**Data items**
- - - - -

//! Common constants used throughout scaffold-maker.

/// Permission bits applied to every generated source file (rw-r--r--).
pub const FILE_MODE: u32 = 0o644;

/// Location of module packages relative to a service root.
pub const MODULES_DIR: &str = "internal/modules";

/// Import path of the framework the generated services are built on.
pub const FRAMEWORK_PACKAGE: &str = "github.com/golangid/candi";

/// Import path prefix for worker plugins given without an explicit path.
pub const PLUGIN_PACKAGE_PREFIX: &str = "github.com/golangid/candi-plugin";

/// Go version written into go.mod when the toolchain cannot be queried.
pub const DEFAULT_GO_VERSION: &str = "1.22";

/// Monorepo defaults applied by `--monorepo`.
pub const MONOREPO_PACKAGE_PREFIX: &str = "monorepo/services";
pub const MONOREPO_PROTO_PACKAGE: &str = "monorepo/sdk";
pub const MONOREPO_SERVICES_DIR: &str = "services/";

- - - - -

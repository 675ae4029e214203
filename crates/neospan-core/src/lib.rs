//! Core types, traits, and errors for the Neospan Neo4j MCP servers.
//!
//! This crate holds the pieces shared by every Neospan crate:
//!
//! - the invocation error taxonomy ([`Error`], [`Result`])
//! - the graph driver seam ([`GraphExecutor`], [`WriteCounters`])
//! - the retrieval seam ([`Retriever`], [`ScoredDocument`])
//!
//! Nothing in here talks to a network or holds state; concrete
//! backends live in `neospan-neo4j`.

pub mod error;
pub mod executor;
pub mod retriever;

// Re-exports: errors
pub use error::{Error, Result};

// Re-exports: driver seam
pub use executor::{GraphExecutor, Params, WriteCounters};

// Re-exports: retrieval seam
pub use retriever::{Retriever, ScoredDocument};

- - - - -

**Exercise aim**
Give back, word for word, only the lines above from the line holding "repository 675ae4029e214203" to the line holding "Re-exports: driver seam", both included.

**Exercise result**
repository 675ae4029e214203
filename crates/neospan-core/src/lib.rs
//! Core types, traits, and errors for the Neospan Neo4j MCP servers.
//!
//! This crate holds the pieces shared by every Neospan crate:
//!
//! - the invocation error taxonomy ([`Error`], [`Result`])
//! - the graph driver seam ([`GraphExecutor`], [`WriteCounters`])
//! - the retrieval seam ([`Retriever`], [`ScoredDocument`])
//!
//! Nothing in here talks to a network or holds state; concrete
//! backends live in `neospan-neo4j`.

pub mod error;
pub mod executor;
pub mod retriever;

// Re-exports: errors
pub use error::{Error, Result};

// Re-exports: driver seam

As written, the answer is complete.